### Material provided

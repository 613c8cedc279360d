//! spec.md §5 "Parallel producers": partitioning the starting candidates
//! across several workers and pulling round-robin must find the exact
//! same set of distinct answers as a single, unpartitioned procedure
//! iterator — only the order may differ.

use hypergraph_core::model::vertex::TypeVertex;
use hypergraph_core::prelude::*;
use hypergraph_core::storage::memory::MemoryStorage;
use hypergraph_core::traversal::{Procedure, ProcedureEdge, ProcedureVertex, ProcedureVertexId, VertexProperties};
use std::collections::{HashMap, HashSet};

fn build_procedure(person: &TypeVertex, name: &TypeVertex) -> (ProcedureVertexId, ProcedureVertexId, Procedure) {
    let v_person = ProcedureVertexId(0);
    let v_name = ProcedureVertexId(1);

    let mut vertices = HashMap::new();
    vertices.insert(
        v_person,
        ProcedureVertex::Thing(VertexKind::Entity, VertexProperties { allowed_type_iids: vec![person.iid.clone()], value_predicate: None }),
    );
    vertices.insert(
        v_name,
        ProcedureVertex::Thing(VertexKind::Attribute, VertexProperties { allowed_type_iids: vec![name.iid.clone()], value_predicate: None }),
    );

    let edges = vec![ProcedureEdge {
        step: 1,
        source: v_person,
        target: v_name,
        encoding: Encoding::Has,
        direction: hypergraph_core::iid::Direction::Forward,
        role_type: None,
        scope: None,
    }];

    (v_person, v_name, Procedure::new(vertices, edges, v_person))
}

#[test]
fn producer_partitioned_across_workers_finds_the_same_answers_as_a_single_iterator() {
    let graph = Graph::new(MemoryStorage::new(), hypergraph_core::iid::KeyGenerator::new());

    let person = graph.create_type(VertexKind::EntityType, "person", None).expect("create person type");
    let name = graph.create_type(VertexKind::AttributeType, "name", None).expect("create name type");

    let mut people = Vec::new();
    for label in [b"Alice".as_slice(), b"Bob", b"Carol", b"Dave", b"Erin"] {
        let p = graph.create_thing(VertexKind::Entity, person.iid.clone()).expect("create thing");
        let n = graph.create_attribute(&name.iid, label).expect("create name attribute");
        graph.put_out_edge(&p.iid, Encoding::Has, &n.iid, None, false).expect("put edge");
        people.push(p.iid);
    }

    let (v_person, v_name, procedure) = build_procedure(&person, &name);

    let mut single = procedure.iterator(&graph, people.clone(), vec![v_person, v_name]);
    let mut single_answers = HashSet::new();
    while let Some(answer) = single.next().expect("single iterator should not error") {
        single_answers.insert((answer.get(v_person).cloned(), answer.get(v_name).cloned()));
    }
    assert_eq!(single_answers.len(), people.len(), "every person must have exactly one name edge");

    let mut producer = procedure.producer(&graph, people.clone(), vec![v_person, v_name], 3);
    assert_eq!(producer.worker_count(), 3, "producer must honor the requested parallelisation");

    let mut producer_answers = HashSet::new();
    while let Some(answer) = producer.next().expect("producer should not error") {
        let inserted = producer_answers.insert((answer.get(v_person).cloned(), answer.get(v_name).cloned()));
        assert!(inserted, "producer must not yield the same binding twice across workers");
    }

    assert_eq!(producer_answers, single_answers, "partitioning across workers must not change the set of answers found");
}

#[test]
fn producer_with_no_starting_candidates_is_immediately_exhausted() {
    let graph = Graph::new(MemoryStorage::new(), hypergraph_core::iid::KeyGenerator::new());
    let person = graph.create_type(VertexKind::EntityType, "person", None).expect("create person type");
    let name = graph.create_type(VertexKind::AttributeType, "name", None).expect("create name type");
    let (_, _, procedure) = build_procedure(&person, &name);

    let mut producer = procedure.producer(&graph, Vec::new(), vec![], 4);
    assert!(producer.next().expect("producer should not error").is_none());
}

### Exercise objective
For the string "edges", search the preceding data and copy every line that includes it.

### Expected answer
    let edges = vec![ProcedureEdge {
    (v_person, v_name, Procedure::new(vertices, edges, v_person))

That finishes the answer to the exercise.